**Exercise material:**
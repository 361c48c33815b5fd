use glam::Vec3;

use super::Ray;

/// Triangle with counter-clockwise winding (normal follows the right-hand rule).
#[derive(Debug, Clone, Copy, PartialEq)]
pub struct Triangle {
    pub a: Vec3,
    pub b: Vec3,
    pub c: Vec3,
}

impl Triangle {
    pub fn new(a: Vec3, b: Vec3, c: Vec3) -> Self {
        Self { a, b, c }
    }

    /// Unit normal, or zero for degenerate triangles.
    pub fn normal(&self) -> Vec3 {
        (self.b - self.a).cross(self.c - self.a).normalize_or_zero()
    }

    /// Barycentric coordinates `(u, v, w)` of `p` projected onto the triangle
    /// plane, with `p ≈ u*a + v*b + w*c`. Degenerate triangles yield NaN,
    /// which callers must check for.
    pub fn barycentric(&self, p: Vec3) -> Vec3 {
        let v0 = self.b - self.a;
        let v1 = self.c - self.a;
        let v2 = p - self.a;
        let d00 = v0.dot(v0);
        let d01 = v0.dot(v1);
        let d11 = v1.dot(v1);
        let d20 = v2.dot(v0);
        let d21 = v2.dot(v1);
        let denom = d00 * d11 - d01 * d01;
        if denom.abs() < 1e-12 {
            return Vec3::NAN;
        }
        let v = (d11 * d20 - d01 * d21) / denom;
        let w = (d00 * d21 - d01 * d20) / denom;
        Vec3::new(1.0 - v - w, v, w)
    }

    /// Closest point on the triangle (including its interior) to `p`.
    pub fn closest_point(&self, p: Vec3) -> Vec3 {
        let (a, b, c) = (self.a, self.b, self.c);
        let ab = b - a;
        let ac = c - a;
        let ap = p - a;

        let d1 = ab.dot(ap);
        let d2 = ac.dot(ap);
        if d1 <= 0.0 && d2 <= 0.0 {
            return a;
        }

        let bp = p - b;
        let d3 = ab.dot(bp);
        let d4 = ac.dot(bp);
        if d3 >= 0.0 && d4 <= d3 {
            return b;
        }

        let vc = d1 * d4 - d3 * d2;
        if vc <= 0.0 && d1 >= 0.0 && d3 <= 0.0 {
            let v = d1 / (d1 - d3);
            return a + ab * v;
        }

        let cp = p - c;
        let d5 = ab.dot(cp);
        let d6 = ac.dot(cp);
        if d6 >= 0.0 && d5 <= d6 {
            return c;
        }

        let vb = d5 * d2 - d1 * d6;
        if vb <= 0.0 && d2 >= 0.0 && d6 <= 0.0 {
            let w = d2 / (d2 - d6);
            return a + ac * w;
        }

        let va = d3 * d6 - d5 * d4;
        if va <= 0.0 && (d4 - d3) >= 0.0 && (d5 - d6) >= 0.0 {
            let w = (d4 - d3) / ((d4 - d3) + (d5 - d6));
            return b + (c - b) * w;
        }

        let denom = 1.0 / (va + vb + vc);
        let v = vb * denom;
        let w = vc * denom;
        a + ab * v + ac * w
    }

    /// Möller–Trumbore ray/triangle test, double sided.
    pub fn ray_intersect(&self, ray: &Ray) -> Option<f32> {
        let e1 = self.b - self.a;
        let e2 = self.c - self.a;
        let p = ray.direction.cross(e2);
        let det = e1.dot(p);
        if det.abs() < 1e-8 {
            return None;
        }
        let inv_det = 1.0 / det;
        let s = ray.origin - self.a;
        let u = s.dot(p) * inv_det;
        if !(0.0..=1.0).contains(&u) {
            return None;
        }
        let q = s.cross(e1);
        let v = ray.direction.dot(q) * inv_det;
        if v < 0.0 || u + v > 1.0 {
            return None;
        }
        let t = e2.dot(q) * inv_det;
        (t >= 0.0).then_some(t)
    }
}

#[cfg(test)]
mod tests {
    use super::*;

    fn unit_triangle() -> Triangle {
        Triangle::new(Vec3::ZERO, Vec3::X, Vec3::Z)
    }

    #[test]
    fn test_barycentric_roundtrip() {
        let tri = unit_triangle();
        let p = Vec3::new(0.25, 0.0, 0.25);
        let bary = tri.barycentric(p);
        let rebuilt = tri.a * bary.x + tri.b * bary.y + tri.c * bary.z;
        assert!((rebuilt - p).length() < 1e-6);
        assert!((bary.x + bary.y + bary.z - 1.0).abs() < 1e-6);
    }

    #[test]
    fn test_barycentric_degenerate_is_nan() {
        let tri = Triangle::new(Vec3::ZERO, Vec3::X, Vec3::X * 2.0);
        assert!(tri.barycentric(Vec3::ZERO).is_nan());
    }

    #[test]
    fn test_closest_point_regions() {
        let tri = unit_triangle();
        // Above the interior projects straight down
        let p = tri.closest_point(Vec3::new(0.2, 3.0, 0.2));
        assert!((p - Vec3::new(0.2, 0.0, 0.2)).length() < 1e-6);
        // Vertex region
        assert_eq!(tri.closest_point(Vec3::new(-1.0, 0.0, -1.0)), Vec3::ZERO);
        // Edge region
        let e = tri.closest_point(Vec3::new(0.5, 0.0, -2.0));
        assert!((e - Vec3::new(0.5, 0.0, 0.0)).length() < 1e-6);
    }

    #[test]
    fn test_triangle_ray() {
        let tri = unit_triangle();
        let ray = Ray::new(Vec3::new(0.2, 5.0, 0.2), Vec3::NEG_Y).unwrap();
        assert!((tri.ray_intersect(&ray).unwrap() - 5.0).abs() < 1e-5);
        let miss = Ray::new(Vec3::new(2.0, 5.0, 2.0), Vec3::NEG_Y).unwrap();
        assert!(tri.ray_intersect(&miss).is_none());
        // Normal of a counter-clockwise X,Z triangle points down (-Y)
        assert!((tri.normal() - Vec3::NEG_Y).length() < 1e-6);
    }
}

**Problem description:** Word for word, retype all of the material.

**Your solution:**
repository 361c48c33815b5fd
use glam::Vec3;

use super::Ray;

/// Triangle with counter-clockwise winding (normal follows the right-hand rule).
#[derive(Debug, Clone, Copy, PartialEq)]
pub struct Triangle {
    pub a: Vec3,
    pub b: Vec3,
    pub c: Vec3,
}

impl Triangle {
    pub fn new(a: Vec3, b: Vec3, c: Vec3) -> Self {
        Self { a, b, c }
    }

    /// Unit normal, or zero for degenerate triangles.
    pub fn normal(&self) -> Vec3 {
        (self.b - self.a).cross(self.c - self.a).normalize_or_zero()
    }

    /// Barycentric coordinates `(u, v, w)` of `p` projected onto the triangle
    /// plane, with `p ≈ u*a + v*b + w*c`. Degenerate triangles yield NaN,
    /// which callers must check for.
    pub fn barycentric(&self, p: Vec3) -> Vec3 {
        let v0 = self.b - self.a;
        let v1 = self.c - self.a;
        let v2 = p - self.a;
        let d00 = v0.dot(v0);
        let d01 = v0.dot(v1);
        let d11 = v1.dot(v1);
        let d20 = v2.dot(v0);
        let d21 = v2.dot(v1);
        let denom = d00 * d11 - d01 * d01;
        if denom.abs() < 1e-12 {
            return Vec3::NAN;
        }
        let v = (d11 * d20 - d01 * d21) / denom;
        let w = (d00 * d21 - d01 * d20) / denom;
        Vec3::new(1.0 - v - w, v, w)
    }

    /// Closest point on the triangle (including its interior) to `p`.
    pub fn closest_point(&self, p: Vec3) -> Vec3 {
        let (a, b, c) = (self.a, self.b, self.c);
        let ab = b - a;
        let ac = c - a;
        let ap = p - a;

        let d1 = ab.dot(ap);
        let d2 = ac.dot(ap);
        if d1 <= 0.0 && d2 <= 0.0 {
            return a;
        }

        let bp = p - b;
        let d3 = ab.dot(bp);
        let d4 = ac.dot(bp);
        if d3 >= 0.0 && d4 <= d3 {
            return b;
        }

        let vc = d1 * d4 - d3 * d2;
        if vc <= 0.0 && d1 >= 0.0 && d3 <= 0.0 {
            let v = d1 / (d1 - d3);
            return a + ab * v;
        }

        let cp = p - c;
        let d5 = ab.dot(cp);
        let d6 = ac.dot(cp);
        if d6 >= 0.0 && d5 <= d6 {
            return c;
        }

        let vb = d5 * d2 - d1 * d6;
        if vb <= 0.0 && d2 >= 0.0 && d6 <= 0.0 {
            let w = d2 / (d2 - d6);
            return a + ac * w;
        }

        let va = d3 * d6 - d5 * d4;
        if va <= 0.0 && (d4 - d3) >= 0.0 && (d5 - d6) >= 0.0 {
            let w = (d4 - d3) / ((d4 - d3) + (d5 - d6));
            return b + (c - b) * w;
        }

        let denom = 1.0 / (va + vb + vc);
        let v = vb * denom;
        let w = vc * denom;
        a + ab * v + ac * w
    }

    /// Möller–Trumbore ray/triangle test, double sided.
    pub fn ray_intersect(&self, ray: &Ray) -> Option<f32> {
        let e1 = self.b - self.a;
        let e2 = self.c - self.a;
        let p = ray.direction.cross(e2);
        let det = e1.dot(p);
        if det.abs() < 1e-8 {
            return None;
        }
        let inv_det = 1.0 / det;
        let s = ray.origin - self.a;
        let u = s.dot(p) * inv_det;
        if !(0.0..=1.0).contains(&u) {
            return None;
        }
        let q = s.cross(e1);
        let v = ray.direction.dot(q) * inv_det;
        if v < 0.0 || u + v > 1.0 {
            return None;
        }
        let t = e2.dot(q) * inv_det;
        (t >= 0.0).then_some(t)
    }
}

#[cfg(test)]
mod tests {
    use super::*;

    fn unit_triangle() -> Triangle {
        Triangle::new(Vec3::ZERO, Vec3::X, Vec3::Z)
    }

    #[test]
    fn test_barycentric_roundtrip() {
        let tri = unit_triangle();
        let p = Vec3::new(0.25, 0.0, 0.25);
        let bary = tri.barycentric(p);
        let rebuilt = tri.a * bary.x + tri.b * bary.y + tri.c * bary.z;
        assert!((rebuilt - p).length() < 1e-6);
        assert!((bary.x + bary.y + bary.z - 1.0).abs() < 1e-6);
    }

    #[test]
    fn test_barycentric_degenerate_is_nan() {
        let tri = Triangle::new(Vec3::ZERO, Vec3::X, Vec3::X * 2.0);
        assert!(tri.barycentric(Vec3::ZERO).is_nan());
    }

    #[test]
    fn test_closest_point_regions() {
        let tri = unit_triangle();
        // Above the interior projects straight down
        let p = tri.closest_point(Vec3::new(0.2, 3.0, 0.2));
        assert!((p - Vec3::new(0.2, 0.0, 0.2)).length() < 1e-6);
        // Vertex region
        assert_eq!(tri.closest_point(Vec3::new(-1.0, 0.0, -1.0)), Vec3::ZERO);
        // Edge region
        let e = tri.closest_point(Vec3::new(0.5, 0.0, -2.0));
        assert!((e - Vec3::new(0.5, 0.0, 0.0)).length() < 1e-6);
    }

    #[test]
    fn test_triangle_ray() {
        let tri = unit_triangle();
        let ray = Ray::new(Vec3::new(0.2, 5.0, 0.2), Vec3::NEG_Y).unwrap();
        assert!((tri.ray_intersect(&ray).unwrap() - 5.0).abs() < 1e-5);
        let miss = Ray::new(Vec3::new(2.0, 5.0, 2.0), Vec3::NEG_Y).unwrap();
        assert!(tri.ray_intersect(&miss).is_none());
        // Normal of a counter-clockwise X,Z triangle points down (-Y)
        assert!((tri.normal() - Vec3::NEG_Y).length() < 1e-6);
    }
}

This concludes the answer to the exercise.